Le estaba ofreciendo una excusa para ella, pero su concentración pareció estarse concentrando en sus últimas palabras. Su rostro empezó a picarle antes incluso de que ella respondiera.

– ¿Sabes lo que estás diciendo? -le dijo.

– Al pie de la letra.

– Has dicho que empecé cuando nos mudamos aquí, pero entonces no sabía que había sido un manicomio.

– Lo que solo significa que una vez que te lo contaron lo utilizaste como excusa para empeorar tu comportamiento.

– No me lo contaron. Lo leí en la Biblia.

– Amy, si persistes…

– Yo no lo escribí. Ni siquiera estaba segura de que fuera cierto hasta que tú lo dijiste.

– Basta. Es suficiente. No te vas a burlar de mí. Puedes quedarte en tu cuarto hasta que estés preparada para mostrar más sentido común, y eso significa que me cuentes quién te suministró esa información dañina que tanto me he esforzado en mantener lejos de tu alcance.
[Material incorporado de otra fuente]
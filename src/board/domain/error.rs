//! Error types for board domain validation and parsing.

use thiserror::Error;

/// Errors returned while constructing board domain values.
#[derive(Debug, Clone, Error, PartialEq)]
pub enum BoardDomainError {
    /// The item identifier is empty or contains whitespace.
    #[error("invalid item identifier '{0}', expected a non-empty token")]
    InvalidItemId(String),

    /// The container identifier is empty or contains whitespace.
    #[error("invalid container identifier '{0}', expected a non-empty token")]
    InvalidContainerId(String),

    /// The item title is empty after trimming.
    #[error("item title must not be empty")]
    EmptyTitle,

    /// A rectangle edge is NaN or infinite.
    #[error("rectangle edges must be finite")]
    NonFiniteBounds,

    /// A rectangle's far edge lies before its near edge.
    #[error("inverted rectangle: left {left}, top {top}, right {right}, bottom {bottom}")]
    InvertedBounds {
        /// Left edge.
        left: f64,
        /// Top edge.
        top: f64,
        /// Right edge.
        right: f64,
        /// Bottom edge.
        bottom: f64,
    },
}

/// Error returned while parsing item priorities.
#[derive(Debug, Clone, Error, PartialEq, Eq)]
#[error("unknown priority: {0}")]
pub struct ParsePriorityError(pub String);

/// Error returned while parsing input modality tags.
#[derive(Debug, Clone, Error, PartialEq, Eq)]
#[error("unknown input modality: {0}")]
pub struct ParseModalityError(pub String);
//! Raw input descriptors delivered by the presentation layer.

use super::{ItemId, ParseModalityError, Point};
use serde::{Deserialize, Serialize};
use std::fmt;

/// Input device family, decided once at press time and carried through the
/// session.
#[derive(Debug, Clone, Copy, PartialEq, Eq, Hash, Serialize, Deserialize)]
#[serde(rename_all = "snake_case")]
pub enum InputModality {
    /// Mouse or pen.
    Pointer,
    /// Finger on a touch surface.
    Touch,
}

impl InputModality {
    /// Returns the canonical tag.
    #[must_use]
    pub const fn as_str(self) -> &'static str {
        match self {
            Self::Pointer => "pointer",
            Self::Touch => "touch",
        }
    }
}

impl TryFrom<&str> for InputModality {
    type Error = ParseModalityError;

    /// Accepts the canonical tags plus the browser `pointerType` values
    /// `mouse` and `pen`.
    fn try_from(value: &str) -> Result<Self, Self::Error> {
        let normalized = value.trim().to_ascii_lowercase();
        match normalized.as_str() {
            "pointer" | "mouse" | "pen" => Ok(Self::Pointer),
            "touch" => Ok(Self::Touch),
            _ => Err(ParseModalityError(value.to_owned())),
        }
    }
}

impl fmt::Display for InputModality {
    fn fmt(&self, f: &mut fmt::Formatter<'_>) -> fmt::Result {
        write!(f, "{}", self.as_str())
    }
}

/// Identity of one physical pointer (a mouse, or one finger).
#[derive(Debug, Clone, Copy, PartialEq, Eq, Hash, Serialize, Deserialize)]
#[serde(transparent)]
pub struct PointerId(u64);

impl PointerId {
    /// Creates a pointer identity.
    #[must_use]
    pub const fn new(value: u64) -> Self {
        Self(value)
    }

    /// Returns the raw value.
    #[must_use]
    pub const fn value(self) -> u64 {
        self.0
    }
}

impl fmt::Display for PointerId {
    fn fmt(&self, f: &mut fmt::Formatter<'_>) -> fmt::Result {
        write!(f, "{}", self.0)
    }
}

/// Element a press landed on.
#[derive(Debug, Clone, PartialEq, Eq, Hash)]
pub enum PressTarget {
    /// The draggable surface of a card.
    Card(ItemId),
    /// An embedded action control inside a card (menu button, checkbox).
    /// Presses here never start a drag.
    Control(ItemId),
}

impl PressTarget {
    /// Returns the card the target belongs to.
    #[must_use]
    pub const fn item_id(&self) -> &ItemId {
        match self {
            Self::Card(item_id) | Self::Control(item_id) => item_id,
        }
    }

    /// Returns whether presses on this target may start a drag.
    #[must_use]
    pub const fn is_draggable(&self) -> bool {
        matches!(self, Self::Card(_))
    }
}

/// A press (pointer-down or touch-start) event.
#[derive(Debug, Clone, PartialEq)]
pub struct PressEvent {
    /// Pointer that pressed.
    pub pointer_id: PointerId,
    /// Device family of the pointer.
    pub modality: InputModality,
    /// Element under the press.
    pub target: PressTarget,
    /// Viewport coordinates of the press.
    pub position: Point,
}

impl PressEvent {
    /// Creates a press on a card's draggable surface.
    #[must_use]
    pub const fn on_card(
        pointer_id: PointerId,
        modality: InputModality,
        item_id: ItemId,
        position: Point,
    ) -> Self {
        Self {
            pointer_id,
            modality,
            target: PressTarget::Card(item_id),
            position,
        }
    }

    /// Creates a press on an embedded control inside a card.
    #[must_use]
    pub const fn on_control(
        pointer_id: PointerId,
        modality: InputModality,
        item_id: ItemId,
        position: Point,
    ) -> Self {
        Self {
            pointer_id,
            modality,
            target: PressTarget::Control(item_id),
            position,
        }
    }
}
Amy se puso en pie de inmediato, con el rostro sombrío.

– Tendrás que esperar mucho.

– Tómate todo el tiempo que puedas aguantar. Me encontrarás esperando.

Ella pasó alrededor de la mesa, con el rostro brillante de furia. A él le dio la impresión de ser su ángel de la guarda, hasta que se dio cuenta de que permanecía alejada de él todo cuanto el espacio disponible le permitía.

– Deja de comportarte como si yo fuera un monstruo – dijo-. Quizá deberías apreciar el hecho de que me estoy conteniendo. En cuanto decidas comportarte racionalmente… -estaba observando cómo su delgada forma abría una puerta aún más delgada, que se cerró con tanta fuerza que hubiera hecho temblar la pared que la contenía de haber sido un poco menos firme. Mientras se sentía como si parte de su discurso hubiera sido una excusa para castigarla a su cuarto, apagó las luces de la cocina y se dirigió a su habitación.

Al llegar frente a la puerta de su hija, sintió de nuevo el hormigueo en las mejillas. Entró rápidamente en su dormitorio y cayó de rodillas, magullándoselas, pero no fue lo suficientemente rápido. Aun con las uñas clavadas en los nudillos de sus entrecruzadas manos, no fue capaz de rezar… no podía sacarse de la mente el pensamiento de la habitación de Amy atestada de cosas que se arrastraban, alejándose de su cabeza y reptando sobre el edredón, arrastrándose sobre el desorden del suelo. Se apretó las mejillas con los nudillos para apagar el hormigueo, la sensación de que el aire estaba cubierto de telarañas, pero no pudo espantar los pensamientos. En el pasado, las cabezas de los enfermos eran rapadas cuando caían presa del mal, y acaso esa era la razón secreta de que Amy se hubiera cortado el pelo. Mientras la sensación que había invadido la atmósfera de su casa lo hacía tiritar, se le hizo evidente que ella no había logrado desinfectarse con su acto.

Si eso no había tenido éxito, ¿Qué podría tenerlo? Esa era una pregunta con la que no se sentía preparado para lidiar por sí solo. Estaba juntando de nuevo las manos, acariciándose los nudillos con las yemas de los dedos en un esfuerzo por distraerse del hormigueo anticipatorio de su cara, cuando el teléfono lo convocó.

En un movimiento estaba de pie, había abierto la puerta y descolgado el aparato antes de que hubiera completado el segundo par de llamadas. Una voz conocida dijo:

– ¿Hola?

Dejó que repitiera el saludo dos veces mientras cerraba la puerta de su dormitorio detrás de sí, sentándose al borde de la cama. Entonces dijo:

– ¿Sí?

– ¿Podría hablar con Amy, por favor?

– Me temo que no -una sensación de calma, de gratitud por recibir la respuesta, al menos en parte, a la plegaria que no había llegado a poner en palabras, le dejó utilizar el nombre del que había llamado-. Robin.

– ¿No quiere hablar conmigo?

– Imagino que es así. No me ha dado la impresión contraria. Además, esa no es la cuestión -dijo Oswald, que se permitió una sonrisa al observar su inminente mentira-. No está aquí.

– ¿Dónde está?

– Se ha ido.

– ¿Adonde?

Aunque la voz del muchacho empezaba a provocarle un hormigueo de disgusto, al menos se obligó a elaborar los detalles que le diría a cualquier otro que preguntase.

– A casa de una tía.

– No sabía que tuviera tías.

– Apenas sabías que tenía padre, ¿verdad? No me extraña que no te mencionara a la tía Alice -continuó Oswald con suavidad mientras el nombre se aparecía en su cabeza-. Confío en que te des cuenta de que un cambio de aires es precisamente lo que necesita. Debe de haberte dicho que se encontraba tan mal que ni siquiera podía seguir con el colegio.